Per l’esponente del centrodestra sarebbe dunque doveroso creare immediatamente una task force con la Picenambiente per limitare i danni in vista di Ferragosto. “Inoltre – prosegue – si dovrà ripensare agli orari per i conferimenti che spesso non si adattano alle necessità degli anziani. Per quel che riguarda invece la pubblicizzazione del servizio, magari quei 4 mila euro destinati all’opuscolo per la propaganda amministrativa potevano essere funzionali a ciò”.

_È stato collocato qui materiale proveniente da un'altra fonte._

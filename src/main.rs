use clap::Parser;
use signalbook::cli::{run, Cli};
use tracing_subscriber::EnvFilter;

fn main() -> std::process::ExitCode {
    tracing_subscriber::fmt()
        .with_env_filter(
            EnvFilter::try_from_default_env().unwrap_or_else(|_| EnvFilter::new("info")),
        )
        .with_writer(std::io::stderr)
        .init();
    run(Cli::parse())
}
//! signalbook: tick-driven signal generation and paper trading ledger.
//!
//! Hexagonal architecture: domain logic in [`domain`], port traits in [`ports`],
//! concrete implementations in [`adapters`], command-line front end in [`cli`].

pub mod domain;
pub mod ports;
pub mod adapters;
pub mod cli;
//! Converts accepted signals into trade commands.

use super::command::TradeCommand;
use super::signal::SignalEvent;

/// Fixed-size sizing: every signal becomes an order for `order_quantity` units
/// at the signal's price.
#[derive(Debug, Clone, PartialEq)]
pub struct SignalRouter {
    order_quantity: f64,
}

impl SignalRouter {
    pub fn new(order_quantity: f64) -> Self {
        SignalRouter { order_quantity }
    }

    pub fn order_quantity(&self) -> f64 {
        self.order_quantity
    }

    pub fn route(&self, signal: &SignalEvent) -> TradeCommand {
        TradeCommand::new(
            signal.symbol.clone(),
            signal.action,
            self.order_quantity,
            signal.price,
        )
    }
}

#[cfg(test)]
mod tests {
    use super::*;
    use crate::domain::signal::Side;
    use chrono::NaiveDate;

    #[test]
    fn route_copies_signal_fields() {
        let signal = SignalEvent {
            symbol: "AAPL".into(),
            action: Side::Sell,
            price: 187.25,
            timestamp: NaiveDate::from_ymd_opt(2025, 10, 1)
                .unwrap()
                .and_hms_opt(9, 30, 0)
                .unwrap(),
        };
        let cmd = SignalRouter::new(25.0).route(&signal);
        assert_eq!(cmd.symbol, "AAPL");
        assert_eq!(cmd.side, Side::Sell);
        assert_eq!(cmd.quantity, 25.0);
        assert_eq!(cmd.price, 187.25);
        assert!(!cmd.is_applied());
    }
}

Dal Comune intanto fanno sapere che la prossima settimana si procederà alla pulizia dei bidoni stradali marroni per la raccolta dell’umido. Lunedì 12 agosto, dalle 12.30 alle 18.30 saranno interessate le zone Ragnola, Porto d’Ascoli Mare (fino al Palariviera) e Porto d’Ascoli (fino a Via Mare). Mercoledì, da mezzanotte alle 6, interventi a San Filippo Neri, zona Leoni e Paese Alto, mentre dalle 6 alle 12, spazio alla zona Agraria, Santissima Annunziata e Fosso dei Galli. Infine, venerdì e sabato, dalle 24 alle 6, sanificazione rispettivamente a Porto d’Ascoli (da Via Mare verso sud) e all’altezza di Viale De Gasperi.

Si ricorda che quotidianamente si può conferire l’umido nei cassonetti marroni e pannolini e assorbenti in quelli verdi, posti in ciascuna via. L’indifferenziato, da depositare dentro sacchi di colore nero, va esposto davanti casa nei due giorni settimanali decisi dal Municipio. Identico discorso per le buste gialle e azzurre, con cadenza però dimezzata. I dettagli per le consegne si trovano sul sito del Comune, www.comunesbt.it.